“Straw Senza Uscita”, diretto da Tyler Perry e appena uscito su Netflix, appartiene al secondo tipo. Non cerca di farti evadere, vuole metterti davanti allo specchio. È una storia che pesa, che fa male in punti precisi del corpo e della coscienza.

La trama

La storia di Straw Senza Uscita si svolge nell’arco di un’unica giornata, ma una di quelle che cambiano tutto. Janiyah Wiltkinson è una madre single che vive in un quartiere difficile, lavora in un call center tossico e cerca di prendersi cura della figlia malata. È sommersa da bollette, affitti arretrati, richieste impossibili e una solitudine che diventa quasi materiale.

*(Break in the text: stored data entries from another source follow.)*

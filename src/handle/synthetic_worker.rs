// 冒烟测试用 worker，不读数据库，直接生成 entry 推送

use serde_json::{Map, json};
use tracing::{debug, info};
use uuid::Uuid;

use crate::error::Result;
use crate::model::entry::{Entry, EntryBody};
use crate::model::job::Job;
use crate::sink::EntrySink;

pub const DEFAULT_TOTAL_ITEMS: usize = 1000;

// 每隔多少条打印一次进度
const PROGRESS_EVERY: usize = 100;

pub struct SyntheticWorker<'a> {
    job: &'a Job,
    total_items: usize,
}

impl<'a> SyntheticWorker<'a> {
    pub fn new(job: &'a Job, total_items: usize) -> Self {
        SyntheticWorker { job, total_items }
    }

    // 生成 item 1 .. total_items-1
    pub async fn run<K>(&self, sink: &mut K) -> Result<usize>
    where
        K: EntrySink + ?Sized,
    {
        let mut sent = 0;
        for x in 1..self.total_items {
            let entry = self.build_item(x);
            sink.send(&entry).await?;
            sent += 1;

            let percent = x as f64 / self.total_items as f64 * 100.0;
            if x % PROGRESS_EVERY == 0 {
                info!(worker = "synthetic", "{:.2}%", percent);
            } else {
                debug!(worker = "synthetic", "{:.2}%", percent);
            }
        }
        Ok(sent)
    }

    fn build_item(&self, x: usize) -> Entry {
        // 每个 item 需要 id 或 path
        let id = Uuid::new_v4().simple().to_string();
        let mut fields = Map::new();
        fields.insert("id".to_string(), json!(id));
        fields.insert("title".to_string(), json!(format!("item {}", x)));
        fields.insert("fss_foo".to_string(), json!(["foo1", "foo2"]));
        Entry {
            id,
            location: self.job.location_id().to_string(),
            action: self.job.action_type().to_string(),
            entry: EntryBody { fields, geo: None },
        }
    }
}
use regex::{Regex, RegexBuilder};

use crate::error::{Result, WorkerError};

// 表名/字段名通配符
// 支持 * ? 以及 sql LIKE 风格的 % _，不区分大小写
#[derive(Debug, Clone)]
pub struct Pattern {
    raw: String,
    regex: Regex,
}

impl Pattern {
    pub fn new(raw: &str) -> Result<Self> {
        let mut body = String::with_capacity(raw.len() + 8);
        for ch in raw.chars() {
            match ch {
                '*' | '%' => body.push_str(".*"),
                '?' | '_' => body.push('.'),
                _ => body.push_str(&regex::escape(ch.encode_utf8(&mut [0u8; 4]))),
            }
        }
        let regex = RegexBuilder::new(&format!("^{}$", body))
            .case_insensitive(true)
            .build()
            .map_err(|e| WorkerError::Config(format!("invalid pattern {:?}: {}", raw, e)))?;
        Ok(Pattern {
            raw: raw.to_string(),
            regex,
        })
    }

    pub fn as_str(&self) -> &str {
        &self.raw
    }

    pub fn is_match(&self, name: &str) -> bool {
        self.regex.is_match(name)
    }
}

// 编译一组通配符
pub fn compile_all(patterns: &[String]) -> Result<Vec<Pattern>> {
    patterns.iter().map(|p| Pattern::new(p)).collect()
}

pub fn matches_any(patterns: &[Pattern], name: &str) -> bool {
    patterns.iter().any(|p| p.is_match(name))
}

#[cfg(test)]
mod test_pattern {
    use super::*;

    #[test]
    fn test_star_matches_everything() {
        let p = Pattern::new("*").unwrap();
        assert!(p.is_match("parcels"));
        assert!(p.is_match(""));
    }

    #[test]
    fn test_prefix_is_case_insensitive() {
        let p = Pattern::new("T*").unwrap();
        assert!(p.is_match("T1"));
        assert!(p.is_match("table"));
        assert!(!p.is_match("xT1"));
    }

    #[test]
    fn test_like_wildcards() {
        let p = Pattern::new("road%").unwrap();
        assert!(p.is_match("ROADS_2020"));
        let p = Pattern::new("T_").unwrap();
        assert!(p.is_match("T3"));
        assert!(!p.is_match("T33"));
    }

    #[test]
    fn test_regex_chars_are_literal() {
        let p = Pattern::new("a.b").unwrap();
        assert!(p.is_match("A.B"));
        assert!(!p.is_match("axb"));
        assert_eq!(p.as_str(), "a.b");
    }
}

Fin dal primo minuto capiamo che qualcosa non va. La bambina è malata, l’autobus tarda, l’infermiera del pronto soccorso la tratta con freddezza. Ogni luogo è un muro. Janiyah cerca di mantenere la calma, ma è chiaro che sta lottando contro un sistema indifferente. L’umiliazione è continua: dal datore di lavoro che le dà un ultimatum, ai servizi sociali che minacciano di toglierle la figlia, fino alla polizia che la osserva con sospetto anche quando è vittima.

Ogni interazione è un’escalation. Ogni tentativo di chiedere aiuto diventa un rifiuto. Ogni scelta che fa sembra portarla un passo più vicina al baratro. E il film ci porta con lei, in tempo reale, nel crescendo di tensione emotiva, economica, psicologica.

A metà film, la realtà comincia a sfumare. Alcune scene sembrano strane, i comportamenti delle persone attorno a lei diventano ambigui. Il regista non ti dice mai chiaramente cosa è vero e cosa no, ma ti lascia dentro quella confusione con lei. È un viaggio nella mente di una donna al limite, dove realtà, percezione e trauma iniziano a mescolarsi.

Regia, estetica e narrazione

Tyler Perry abbandona qui il suo stile più commerciale e costruisce un thriller psicologico che unisce realismo sociale e tensione emotiva. La fotografia è fredda, opprimente, con spazi urbani angusti, uffici disumanizzati, ospedali impersonali. La città non è sfondo, è un labirinto.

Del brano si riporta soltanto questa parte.